**Your assignment:** In the listing below, find each line that holds the string "Some" and copy it.

**Data to examine:**
┏━━

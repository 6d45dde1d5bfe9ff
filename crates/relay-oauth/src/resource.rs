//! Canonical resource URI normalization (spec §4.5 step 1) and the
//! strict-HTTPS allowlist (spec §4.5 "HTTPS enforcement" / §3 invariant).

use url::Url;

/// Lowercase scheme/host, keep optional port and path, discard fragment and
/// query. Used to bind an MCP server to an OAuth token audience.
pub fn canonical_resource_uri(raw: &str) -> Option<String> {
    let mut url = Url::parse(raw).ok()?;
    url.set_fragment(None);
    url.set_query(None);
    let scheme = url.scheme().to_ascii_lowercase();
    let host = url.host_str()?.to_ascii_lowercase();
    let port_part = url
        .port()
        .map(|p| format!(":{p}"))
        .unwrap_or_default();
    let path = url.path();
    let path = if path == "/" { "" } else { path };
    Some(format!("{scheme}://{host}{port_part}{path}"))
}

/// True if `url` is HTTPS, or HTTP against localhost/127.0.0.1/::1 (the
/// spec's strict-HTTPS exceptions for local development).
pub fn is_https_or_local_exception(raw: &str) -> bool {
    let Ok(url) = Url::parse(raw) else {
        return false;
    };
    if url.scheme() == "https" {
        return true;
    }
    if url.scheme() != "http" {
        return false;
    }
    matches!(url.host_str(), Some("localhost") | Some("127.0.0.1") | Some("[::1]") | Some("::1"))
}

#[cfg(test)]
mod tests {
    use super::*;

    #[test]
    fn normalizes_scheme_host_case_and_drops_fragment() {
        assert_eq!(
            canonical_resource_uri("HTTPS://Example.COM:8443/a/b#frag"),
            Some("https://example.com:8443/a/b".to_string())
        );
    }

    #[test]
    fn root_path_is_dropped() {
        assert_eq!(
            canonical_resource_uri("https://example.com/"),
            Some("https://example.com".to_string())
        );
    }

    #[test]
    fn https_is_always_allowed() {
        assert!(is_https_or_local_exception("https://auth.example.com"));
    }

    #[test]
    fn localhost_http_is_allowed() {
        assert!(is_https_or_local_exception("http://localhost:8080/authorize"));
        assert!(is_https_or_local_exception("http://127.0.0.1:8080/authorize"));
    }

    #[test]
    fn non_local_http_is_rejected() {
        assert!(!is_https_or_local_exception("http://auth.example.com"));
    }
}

┗━━
┏━━

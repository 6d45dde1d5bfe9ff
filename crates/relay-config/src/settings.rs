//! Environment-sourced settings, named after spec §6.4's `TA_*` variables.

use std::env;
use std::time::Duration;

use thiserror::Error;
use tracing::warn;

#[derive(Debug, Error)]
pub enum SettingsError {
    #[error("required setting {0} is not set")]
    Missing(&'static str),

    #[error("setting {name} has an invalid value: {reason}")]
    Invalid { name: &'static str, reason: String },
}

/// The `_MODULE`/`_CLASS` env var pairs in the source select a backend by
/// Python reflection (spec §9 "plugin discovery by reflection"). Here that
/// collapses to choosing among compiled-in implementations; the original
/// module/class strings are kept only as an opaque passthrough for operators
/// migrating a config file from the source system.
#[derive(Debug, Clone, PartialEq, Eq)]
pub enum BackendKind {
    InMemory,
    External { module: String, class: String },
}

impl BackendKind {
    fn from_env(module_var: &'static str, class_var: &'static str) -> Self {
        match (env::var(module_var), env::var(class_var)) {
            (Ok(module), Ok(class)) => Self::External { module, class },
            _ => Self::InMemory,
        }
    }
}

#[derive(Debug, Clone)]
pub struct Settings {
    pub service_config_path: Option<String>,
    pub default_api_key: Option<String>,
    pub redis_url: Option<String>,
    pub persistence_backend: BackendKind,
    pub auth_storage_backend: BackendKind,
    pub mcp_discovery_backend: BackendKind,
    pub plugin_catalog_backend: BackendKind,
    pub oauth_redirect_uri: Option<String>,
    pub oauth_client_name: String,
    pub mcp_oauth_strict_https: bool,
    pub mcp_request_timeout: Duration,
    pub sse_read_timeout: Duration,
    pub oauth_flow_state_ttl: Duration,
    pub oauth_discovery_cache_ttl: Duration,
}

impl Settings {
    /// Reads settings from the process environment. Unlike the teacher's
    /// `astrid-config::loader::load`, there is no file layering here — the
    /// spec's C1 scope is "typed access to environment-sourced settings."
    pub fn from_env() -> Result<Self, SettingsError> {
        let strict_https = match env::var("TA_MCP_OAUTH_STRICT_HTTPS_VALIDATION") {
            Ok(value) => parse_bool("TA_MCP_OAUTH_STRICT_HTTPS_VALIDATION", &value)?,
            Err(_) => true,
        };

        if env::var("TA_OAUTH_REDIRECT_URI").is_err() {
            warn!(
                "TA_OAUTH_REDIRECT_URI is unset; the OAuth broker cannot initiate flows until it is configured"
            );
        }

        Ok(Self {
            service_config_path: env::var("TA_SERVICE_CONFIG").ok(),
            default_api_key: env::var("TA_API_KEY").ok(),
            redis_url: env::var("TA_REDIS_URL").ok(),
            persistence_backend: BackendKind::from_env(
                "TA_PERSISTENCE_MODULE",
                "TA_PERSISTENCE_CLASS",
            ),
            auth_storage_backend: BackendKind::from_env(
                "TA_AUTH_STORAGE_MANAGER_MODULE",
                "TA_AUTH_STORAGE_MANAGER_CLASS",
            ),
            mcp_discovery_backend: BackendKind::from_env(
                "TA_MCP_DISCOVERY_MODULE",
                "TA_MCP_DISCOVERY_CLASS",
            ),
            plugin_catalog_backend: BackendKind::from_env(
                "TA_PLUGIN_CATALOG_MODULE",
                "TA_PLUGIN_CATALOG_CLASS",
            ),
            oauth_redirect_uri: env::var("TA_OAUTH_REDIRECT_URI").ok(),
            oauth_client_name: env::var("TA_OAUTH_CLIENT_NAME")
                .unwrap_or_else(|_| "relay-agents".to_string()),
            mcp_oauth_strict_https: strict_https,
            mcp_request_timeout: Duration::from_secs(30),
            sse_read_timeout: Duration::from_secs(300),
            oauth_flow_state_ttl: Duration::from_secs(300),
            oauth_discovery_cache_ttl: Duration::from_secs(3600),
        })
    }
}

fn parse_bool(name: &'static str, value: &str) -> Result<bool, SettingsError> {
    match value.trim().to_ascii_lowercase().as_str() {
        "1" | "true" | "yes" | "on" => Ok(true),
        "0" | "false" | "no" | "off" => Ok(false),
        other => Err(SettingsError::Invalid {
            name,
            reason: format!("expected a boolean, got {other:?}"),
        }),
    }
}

┗━━

**Output of the exercise:**
    Some(format!("{scheme}://{host}{port_part}{path}"))
    matches!(url.host_str(), Some("localhost") | Some("127.0.0.1") | Some("[::1]") | Some("::1"))
            Some("https://example.com:8443/a/b".to_string())
            Some("https://example.com".to_string())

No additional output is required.